Великие люди все слабее и слабее с каждым днем. Круговорот жизни не дает великим деятелям искусства, которые, как говорится не от мира сего, спокойно творить. Стресс за стрессом и удар судьбы за ударом судьбы.
Так произошло и с Николаем Петровым, величайшим музыкантом России и бывшего Союза.
Народный артист СССР, известный пианист Николай Петров приехал в Минск на прошлой неделе на открытие музыкального форума «Магия рояля» в Белорусской государственной филармонии.
В день прилета 68-летний Петров выглядел немного уставшим, потому что за сутки совершил два перелета: Саратов-Москва и Москва-Минск. Но в целом чувствовал себя неплохо, и, посетив концерт фестиваля, поужинал и пошел к себе в номер. Уже ночью в гостинице ему стало плохо и, вскрикнув, он упал на пол.

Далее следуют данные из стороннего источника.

#[cfg(test)]
mod tests {
    use super::*;

    fn op(opcode: OpCode) -> Word {
        opcode.to_word()
    }

    /// Helper function to build a program with a single entry block covering all code
    fn single_block(code: Vec<Word>, constants: Vec<i32>) -> ProgramData {
        let len = code.len();
        ProgramData {
            code,
            constants: constants.into_iter().map(Value::Integer).collect(),
            blocks: vec![Block::new(0, len)],
        }
    }

    fn run_program(program: ProgramData) -> VMResult<Option<Value>> {
        VM::new(program).run()
    }

    fn binary_op(opcode: OpCode, a: i32, b: i32) -> VMResult<Option<Value>> {
        let code = vec![op(OpCode::Push), 0, op(OpCode::Push), 1, op(opcode), op(OpCode::Ret)];
        run_program(single_block(code, vec![a, b]))
    }

    #[test]
    fn test_push_add_ret() {
        assert_eq!(binary_op(OpCode::Add, 2, 3), Ok(Some(Value::Integer(5))));
    }

    #[test]
    fn test_arithmetic_operand_order() {
        assert_eq!(binary_op(OpCode::Sub, 10, 4), Ok(Some(Value::Integer(6))));
        assert_eq!(binary_op(OpCode::Mul, -6, 7), Ok(Some(Value::Integer(-42))));
        assert_eq!(binary_op(OpCode::Div, 17, 5), Ok(Some(Value::Integer(3))));
        assert_eq!(binary_op(OpCode::Div, -17, 5), Ok(Some(Value::Integer(-3))));
    }

    #[test]
    fn test_division_by_zero() {
        assert_eq!(binary_op(OpCode::Div, 1, 0), Err(VMError::DivisionByZero));
    }

    #[test]
    fn test_arithmetic_overflow() {
        assert!(matches!(binary_op(OpCode::Add, i32::MAX, 1), Err(VMError::ArithmeticOverflow(_))));
        assert!(matches!(binary_op(OpCode::Mul, i32::MIN, -1), Err(VMError::ArithmeticOverflow(_))));
        assert!(matches!(binary_op(OpCode::Div, i32::MIN, -1), Err(VMError::ArithmeticOverflow(_))));
    }

    #[test]
    fn test_logical_ops() {
        assert_eq!(binary_op(OpCode::And, 2, 3), Ok(Some(Value::Integer(1))));
        assert_eq!(binary_op(OpCode::And, 2, 0), Ok(Some(Value::Integer(0))));
        assert_eq!(binary_op(OpCode::Or, 0, 0), Ok(Some(Value::Integer(0))));
        assert_eq!(binary_op(OpCode::Or, 0, 5), Ok(Some(Value::Integer(1))));
        assert_eq!(binary_op(OpCode::Xor, 2, 3), Ok(Some(Value::Integer(1))));
        assert_eq!(binary_op(OpCode::Xor, 4, 4), Ok(Some(Value::Integer(0))));
    }

    #[test]
    fn test_not() {
        let code = vec![op(OpCode::Push), 0, op(OpCode::Not), op(OpCode::Ret)];
        assert_eq!(run_program(single_block(code.clone(), vec![0])), Ok(Some(Value::Integer(1))));
        assert_eq!(run_program(single_block(code, vec![9])), Ok(Some(Value::Integer(0))));
    }

    #[test]
    fn test_arithmetic_on_label_is_type_error() {
        let program = ProgramData {
            code: vec![op(OpCode::Push), 0, op(OpCode::Push), 1, op(OpCode::Add), op(OpCode::Ret)],
            constants: vec![Value::Integer(1), Value::Label("f".to_string())],
            blocks: vec![Block::new(0, 6)],
        };
        assert!(matches!(run_program(program), Err(VMError::TypeError(_))));
    }

    #[test]
    fn test_inc_dec() {
        let code = vec![
            op(OpCode::Push), 0,
            op(OpCode::Inc), op(OpCode::Inc), op(OpCode::Dec),
            op(OpCode::Ret),
        ];
        assert_eq!(run_program(single_block(code, vec![40])), Ok(Some(Value::Integer(41))));
    }

    #[test]
    fn test_inc_on_label_is_noop() {
        let program = ProgramData {
            code: vec![op(OpCode::Push), 0, op(OpCode::Inc), op(OpCode::Ret)],
            constants: vec![Value::Label("f".to_string())],
            blocks: vec![Block::new(0, 4)],
        };
        assert_eq!(run_program(program), Ok(Some(Value::Label("f".to_string()))));
    }

    #[test]
    fn test_inc_overflow() {
        let code = vec![op(OpCode::Push), 0, op(OpCode::Inc), op(OpCode::Ret)];
        assert!(matches!(
            run_program(single_block(code, vec![i32::MAX])),
            Err(VMError::ArithmeticOverflow(_))
        ));
    }

    #[test]
    fn test_dup_and_pop() {
        let code = vec![
            op(OpCode::Push), 0,
            op(OpCode::Dup),
            op(OpCode::Add),
            op(OpCode::Push), 1,
            op(OpCode::Pop),
            op(OpCode::Ret),
        ];
        assert_eq!(run_program(single_block(code, vec![21, 99])), Ok(Some(Value::Integer(42))));
    }

    #[test]
    fn test_pop_n() {
        let code = vec![
            op(OpCode::Push), 0,
            op(OpCode::Push), 1,
            op(OpCode::Push), 1,
            op(OpCode::PopN), 2,
            op(OpCode::Ret),
        ];
        assert_eq!(run_program(single_block(code, vec![7, 8, 2])), Ok(Some(Value::Integer(7))));
    }

    #[test]
    fn test_pop_n_exceeding_stack() {
        let code = vec![op(OpCode::Push), 0, op(OpCode::PopN), 1, op(OpCode::Ret)];
        assert_eq!(
            run_program(single_block(code, vec![1, 5])),
            Err(VMError::PopCountExceedsStack { requested: 5, depth: 1 })
        );
    }

    #[test]
    fn test_pop_n_negative_count() {
        let code = vec![op(OpCode::PopN), 0];
        assert!(matches!(
            run_program(single_block(code, vec![-1])),
            Err(VMError::PopCountExceedsStack { requested: -1, .. })
        ));
    }

    #[test]
    fn test_call_returns_onto_caller_stack() {
        // double: PUSH 2, MUL, RET    _start: PUSH 21, CALL double, RET
        let program = ProgramData {
            code: vec![
                op(OpCode::Push), 1, op(OpCode::Mul), op(OpCode::Ret),
                op(OpCode::Push), 0, op(OpCode::Call), 1, op(OpCode::Ret),
            ],
            constants: vec![Value::Integer(21), Value::Integer(2)],
            blocks: vec![Block::new(4, 9), Block::new(0, 4)],
        };
        assert_eq!(run_program(program), Ok(Some(Value::Integer(42))));
    }

    #[test]
    fn test_call_without_ret_pushes_nothing() {
        // callee: PUSH 3, POP    _start: CALL callee, RET
        let program = ProgramData {
            code: vec![
                op(OpCode::Push), 0, op(OpCode::Pop),
                op(OpCode::Call), 1, op(OpCode::Ret),
            ],
            constants: vec![Value::Integer(3)],
            blocks: vec![Block::new(3, 6), Block::new(0, 3)],
        };

        let mut vm = VM::new(program);
        assert_eq!(vm.run(), Err(VMError::StackUnderflow));
    }

    #[test]
    fn test_block_without_ret_returns_none() {
        let code = vec![op(OpCode::Push), 0];
        let mut vm = VM::new(single_block(code, vec![1]));
        assert_eq!(vm.run(), Ok(None));
        assert_eq!(vm.stack(), &[Value::Integer(1)]);
    }

    #[test]
    fn test_countdown_loop() {
        // PUSH 3; loop: DEC; JNZ loop; RET
        let code = vec![op(OpCode::Push), 0, op(OpCode::Dec), op(OpCode::Jnz), 2, op(OpCode::Ret)];
        assert_eq!(run_program(single_block(code, vec![3])), Ok(Some(Value::Integer(0))));
    }

    #[test]
    fn test_conditional_jump_keeps_tested_value() {
        // PUSH 7; PUSH 0; JEZ done; PUSH 9; done: POP; RET
        let code = vec![
            op(OpCode::Push), 0,
            op(OpCode::Push), 1,
            op(OpCode::Jez), 8,
            op(OpCode::Push), 2,
            op(OpCode::Pop),
            op(OpCode::Ret),
        ];
        assert_eq!(run_program(single_block(code, vec![7, 0, 9])), Ok(Some(Value::Integer(7))));
    }

    #[test]
    fn test_jnz_not_taken_falls_through() {
        // PUSH 0; JNZ end; INC; end: RET
        let code = vec![op(OpCode::Push), 0, op(OpCode::Jnz), 5, op(OpCode::Inc), op(OpCode::Ret)];
        assert_eq!(run_program(single_block(code, vec![0])), Ok(Some(Value::Integer(1))));
    }

    #[test]
    fn test_jump_to_block_end_finishes_block() {
        let code = vec![op(OpCode::Push), 0, op(OpCode::Jmp), 5, op(OpCode::Ret)];
        let mut vm = VM::new(single_block(code, vec![4]));
        assert_eq!(vm.run(), Ok(None));
    }

    #[test]
    fn test_jump_outside_block() {
        let code = vec![op(OpCode::Jmp), 100];
        assert_eq!(run_program(single_block(code, vec![])), Err(VMError::InvalidProgramCounter(100)));
    }

    #[test]
    fn test_missing_operand() {
        let code = vec![op(OpCode::Push)];
        assert_eq!(run_program(single_block(code, vec![])), Err(VMError::InvalidProgramCounter(1)));
    }

    #[test]
    fn test_unknown_opcode() {
        let code = vec![op(OpCode::Push), 0, 0x13];
        assert_eq!(run_program(single_block(code, vec![1])), Err(VMError::UnknownOpcode(0x13, 2)));
    }

    #[test]
    fn test_invalid_constant_index() {
        let code = vec![op(OpCode::Push), 3, op(OpCode::Ret)];
        assert_eq!(run_program(single_block(code, vec![1])), Err(VMError::InvalidConstantIndex(3)));
    }

    #[test]
    fn test_invalid_block_index() {
        let code = vec![op(OpCode::Call), 9];
        assert_eq!(run_program(single_block(code, vec![])), Err(VMError::InvalidBlockIndex(9)));
    }

    #[test]
    fn test_invalid_block_range() {
        let program = ProgramData {
            code: vec![op(OpCode::Ret)],
            constants: vec![],
            blocks: vec![Block::new(0, 5)],
        };
        assert_eq!(run_program(program), Err(VMError::InvalidBlockRange(0, 5)));
    }

    #[test]
    fn test_empty_program() {
        assert_eq!(run_program(ProgramData::new()), Err(VMError::NoEntryBlock));
    }

    #[test]
    fn test_stack_overflow() {
        // loop: PUSH 0; JMP loop
        let code = vec![op(OpCode::Push), 0, op(OpCode::Jmp), 0];
        let config = VmConfig { stack_capacity: 8, ..VmConfig::default() };
        let mut vm = VM::with_config(single_block(code, vec![1]), config);
        assert_eq!(vm.run(), Err(VMError::StackOverflow(8)));
    }

    #[test]
    fn test_unbounded_recursion_hits_call_depth() {
        // f: CALL f
        let code = vec![op(OpCode::Call), 0];
        let config = VmConfig { max_call_depth: 32, ..VmConfig::default() };
        let mut vm = VM::with_config(single_block(code, vec![]), config);
        assert_eq!(vm.run(), Err(VMError::CallDepthExceeded(32)));
    }

    #[test]
    fn test_run_resets_stack() {
        let code = vec![op(OpCode::Push), 0];
        let mut vm = VM::new(single_block(code, vec![1]));
        vm.run().unwrap();
        vm.run().unwrap();
        assert_eq!(vm.stack().len(), 1);
    }

    #[test]
    fn test_recursion_to_default_depth_limit() {
        // _start: CALL _start, run on an ordinary test thread
        let code = vec![op(OpCode::Call), 0];
        assert_eq!(
            run_program(single_block(code, vec![])),
            Err(VMError::CallDepthExceeded(DEFAULT_MAX_CALL_DEPTH))
        );
    }

    #[test]
    fn test_deep_call_depth_does_not_use_host_stack() {
        let code = vec![op(OpCode::Call), 0];
        let config = VmConfig { max_call_depth: 200_000, ..VmConfig::default() };
        let mut vm = VM::with_config(single_block(code, vec![]), config);
        assert_eq!(vm.run(), Err(VMError::CallDepthExceeded(200_000)));
    }

    #[test]
    fn test_recursive_countdown_below_limit() {
        // f: DEC; JEZ done; CALL f; done: RET    _start: PUSH 400; CALL f; RET
        let program = ProgramData {
            code: vec![
                op(OpCode::Dec), op(OpCode::Jez), 5, op(OpCode::Call), 1, op(OpCode::Ret),
                op(OpCode::Push), 0, op(OpCode::Call), 1, op(OpCode::Ret),
            ],
            constants: vec![Value::Integer(400)],
            blocks: vec![Block::new(6, 11), Block::new(0, 6)],
        };
        assert_eq!(run_program(program), Ok(Some(Value::Integer(0))));
    }

    #[test]
    fn test_entry_counts_toward_call_depth() {
        // f: PUSH 1; RET    _start: CALL f; RET
        let program = ProgramData {
            code: vec![op(OpCode::Push), 0, op(OpCode::Ret), op(OpCode::Call), 1, op(OpCode::Ret)],
            constants: vec![Value::Integer(1)],
            blocks: vec![Block::new(3, 6), Block::new(0, 3)],
        };

        let config = VmConfig { max_call_depth: 1, ..VmConfig::default() };
        assert_eq!(VM::with_config(program.clone(), config).run(), Err(VMError::CallDepthExceeded(1)));

        let config = VmConfig { max_call_depth: 2, ..VmConfig::default() };
        assert_eq!(VM::with_config(program, config).run(), Ok(Some(Value::Integer(1))));
    }

    #[test]
    fn test_call_into_invalid_block_range() {
        let program = ProgramData {
            code: vec![op(OpCode::Call), 1],
            constants: vec![],
            blocks: vec![Block::new(0, 2), Block::new(1, 9)],
        };
        assert_eq!(run_program(program), Err(VMError::InvalidBlockRange(1, 9)));
    }
}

Его крик услышал его сосед по номеру пианист Александр Гиндин, с которым Петров должен был сыграть в дуэте. Именно благодаря этому обстоятельству медицинская помощь была оказана уже через 10 минут.
Биография Николая Петрова богата на события, как и у всех людей искусства.

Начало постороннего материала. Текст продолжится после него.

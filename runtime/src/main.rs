use std::path::PathBuf;
use std::process;
use clap::Parser;
use tracing::error;
use tracing_subscriber::EnvFilter;
use koala_vm::bytecode::{self, disasm};
use koala_vm::runtime::RuntimeConfig;
use koala_vm::vm::{DEFAULT_MAX_CALL_DEPTH, DEFAULT_STACK_CAPACITY};
use koala_vm::{Runtime, VERSION};

#[derive(Parser, Debug)]
#[command(name = "koala-vm", version = VERSION)]
#[command(about = "Run a Koala bytecode (.kbc) file")]
struct Cli {
    /// Bytecode file to execute
    file: PathBuf,

    /// Trace every executed instruction
    #[arg(long)]
    trace: bool,

    /// Operand stack capacity
    #[arg(long, default_value_t = DEFAULT_STACK_CAPACITY)]
    stack_capacity: usize,

    /// Maximum nesting of CALL
    #[arg(long, default_value_t = DEFAULT_MAX_CALL_DEPTH)]
    max_call_depth: usize,

    /// Print a disassembly listing instead of running
    #[arg(long)]
    disasm: bool,

    /// Increase log verbosity (-v info, -vv debug, -vvv trace)
    #[arg(short, long, action = clap::ArgAction::Count)]
    verbose: u8,
}

fn init_logging(verbose: u8, trace: bool) {
    let level = match verbose {
        _ if trace => "trace",
        0 => "warn",
        1 => "info",
        2 => "debug",
        _ => "trace",
    };
    let filter = EnvFilter::try_from_default_env().unwrap_or_else(|_| EnvFilter::new(level));

    tracing_subscriber::fmt()
        .with_env_filter(filter)
        .with_target(false)
        .with_writer(std::io::stderr)
        .init();
}

fn main() {
    let cli = Cli::parse();
    init_logging(cli.verbose, cli.trace);

    if cli.disasm {
        match bytecode::load(&cli.file) {
            Ok(program) => print!("{}", disasm::disassemble(&program)),
            Err(e) => {
                error!("Failed to load {}: {}", cli.file.display(), e);
                process::exit(1);
            }
        }
        return;
    }

    let config = RuntimeConfig::default()
        .with_debug_mode(cli.verbose > 0)
        .with_trace_execution(cli.trace)
        .with_stack_capacity(cli.stack_capacity)
        .with_max_call_depth(cli.max_call_depth);

    let runtime = match Runtime::with_config(config) {
        Ok(runtime) => runtime,
        Err(e) => {
            error!("{}", e);
            process::exit(1);
        }
    };

    match runtime.execute_file(&cli.file) {
        Ok(Some(value)) => println!("{}", value),
        Ok(None) => println!("<none>"),
        Err(e) => {
            error!("Execution failed: {}", e);
            process::exit(1);
        }
    }
}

Родился 14 апреля 1943 г. в г. Москве в семье известных российских музыкантов. Дед – Петров Василий Родионович, выдающийся российский бас, на протяжении 20 лет был солистом Большого театра, где выступал сообща с Шаляпиным, Неждановой и другими великими певцами. Отец – Феркельман Арнольд Яковлевич (1914 г.рожд.). Мать – Петрова Ирина Васильевна (1913 г.рожд.). Супруга – Петрова Лариса Григорьевна (1939 г.рожд.). Дочь – Петрова Евгения Николаевна (1976 г.рожд.).
Окончил Центральную музыкальную школу при Московской консерватории по классу педагога Т. Е. Кестнер (1949-1961 гг.), Московскую Государственную консерваторию (1961-1966 гг.) и аспирантуру (1966-1968 гг.) по классу фортепиано профессора Якова Зака. С 1965 г. – солист Московской Государственной филармонии.

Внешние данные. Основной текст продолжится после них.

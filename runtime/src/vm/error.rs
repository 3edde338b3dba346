use thiserror::Error;

/// Error type for VM operations
#[derive(Error, Debug, Clone, PartialEq, Eq)]
pub enum VMError {
    #[error("Stack overflow: capacity of {0} values exceeded")]
    StackOverflow(usize),

    #[error("Stack underflow")]
    StackUnderflow,

    #[error("Unknown or unimplemented opcode {0:#x} at offset {1}")]
    UnknownOpcode(u64, usize),

    #[error("Invalid program counter: {0}")]
    InvalidProgramCounter(usize),

    #[error("Invalid constant index: {0}")]
    InvalidConstantIndex(u64),

    #[error("Invalid block index: {0}")]
    InvalidBlockIndex(u64),

    #[error("Invalid block range: [{0}, {1})")]
    InvalidBlockRange(usize, usize),

    #[error("Program has no entry block")]
    NoEntryBlock,

    #[error("Type error: {0}")]
    TypeError(String),

    #[error("Division by zero")]
    DivisionByZero,

    #[error("Arithmetic overflow: {0}")]
    ArithmeticOverflow(String),

    #[error("POP_N argument {requested} exceeds stack size {depth}")]
    PopCountExceedsStack { requested: i64, depth: usize },

    #[error("Call depth limit of {0} exceeded")]
    CallDepthExceeded(usize),
}

/// Result type for VM operations
pub type VMResult<T> = Result<T, VMError>;

#[cfg(test)]
mod tests {
    use super::*;

    #[test]
    fn test_vm_error_display() {
        assert_eq!(VMError::StackUnderflow.to_string(), "Stack underflow");
        assert_eq!(VMError::DivisionByZero.to_string(), "Division by zero");
        assert_eq!(
            VMError::StackOverflow(16).to_string(),
            "Stack overflow: capacity of 16 values exceeded"
        );
        assert_eq!(
            VMError::UnknownOpcode(0x13, 4).to_string(),
            "Unknown or unimplemented opcode 0x13 at offset 4"
        );
        assert_eq!(VMError::InvalidBlockRange(4, 2).to_string(), "Invalid block range: [4, 2)");
        assert_eq!(
            VMError::PopCountExceedsStack { requested: 3, depth: 1 }.to_string(),
            "POP_N argument 3 exceeds stack size 1"
        );
    }

    #[test]
    fn test_vm_error_message_payloads() {
        let error = VMError::TypeError("Cannot add label and integer".to_string());
        assert_eq!(error.to_string(), "Type error: Cannot add label and integer");

        let error = VMError::ArithmeticOverflow("2147483647 + 1".to_string());
        assert!(error.to_string().contains("2147483647 + 1"));
    }

    #[test]
    fn test_vm_result_error() {
        let result: VMResult<i32> = Err(VMError::CallDepthExceeded(8));
        assert_eq!(result, Err(VMError::CallDepthExceeded(8)));
    }
}
//! Runtime configuration options

use crate::vm::{VmConfig, DEFAULT_MAX_CALL_DEPTH, DEFAULT_STACK_CAPACITY};

/// Configuration options for the Koala runtime
#[derive(Clone, Debug, PartialEq, Eq)]
pub struct RuntimeConfig {
    pub debug_mode: bool,
    pub trace_execution: bool,
    pub stack_capacity: usize,
    pub max_call_depth: usize,
}

impl Default for RuntimeConfig {
    fn default() -> Self {
        Self {
            debug_mode: false,
            trace_execution: false,
            stack_capacity: DEFAULT_STACK_CAPACITY,
            max_call_depth: DEFAULT_MAX_CALL_DEPTH,
        }
    }
}

impl RuntimeConfig {
    /// Create a new configuration with default settings
    pub fn new() -> Self {
        Self::default()
    }

    /// Enable or disable debug mode (program summaries at info level)
    pub fn with_debug_mode(mut self, debug_mode: bool) -> Self {
        self.debug_mode = debug_mode;
        self
    }

    /// Enable or disable per-instruction tracing
    pub fn with_trace_execution(mut self, trace_execution: bool) -> Self {
        self.trace_execution = trace_execution;
        self
    }

    /// Set the operand stack capacity
    pub fn with_stack_capacity(mut self, capacity: usize) -> Self {
        self.stack_capacity = capacity;
        self
    }

    /// Set the maximum nesting of `CALL`
    pub fn with_max_call_depth(mut self, depth: usize) -> Self {
        self.max_call_depth = depth;
        self
    }

    /// The settings the VM itself consumes
    pub fn vm_config(&self) -> VmConfig {
        VmConfig {
            stack_capacity: self.stack_capacity,
            max_call_depth: self.max_call_depth,
            trace_execution: self.trace_execution,
        }
    }
}

impl From<&RuntimeConfig> for VmConfig {
    fn from(config: &RuntimeConfig) -> Self {
        config.vm_config()
    }
}
mod executor;
mod config;

pub use executor::Runtime;
pub use config::RuntimeConfig;

use thiserror::Error;

/// Errors that can occur in the runtime
#[derive(Error, Debug)]
pub enum RuntimeError {
    #[error("VM error: {0}")]
    VMError(#[from] crate::vm::VMError),

    #[error("Bytecode format error: {0}")]
    FormatError(#[from] crate::bytecode::FormatError),

    #[error("Runtime configuration error: {0}")]
    ConfigError(String),
}

/// Result type for runtime operations
pub type RuntimeResult<T> = Result<T, RuntimeError>;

Петров – пианист редких виртуозных возможностей; он обладает феноменальной музыкальной памятью. Критики писали о его «блестящем инженерном уме» и безукоризненной «надежности» на концертной эстраде, видя в нем исполнителя «новой формации». Репертуар Петрова очень велик, и в нем не заметно каких-либо вкусовых предпочтений, кроме явной склонности к исполнению труднейших пьес фортепианного наследия – этюдов Листа, Вариаций на тему Паганини Брамса и др.
В музыке 20 в. его, по-видимому, более всего привлекает Прокофьев (в частности, он записал на пластинки все фортепианные сонаты композитора); среди современников пианист отчетливо выделяет Р. К. Щедрина: в программах Петрова представлено много его сочинений, в том числе все фортепианные концерты. По словам самого пианиста, ему кажется, будто эта музыка написана специально для него. Играет Петров и Гайдна, Бетховена, Шуберта, Шопена, Шумана, Рахманинова, Скрябина и др.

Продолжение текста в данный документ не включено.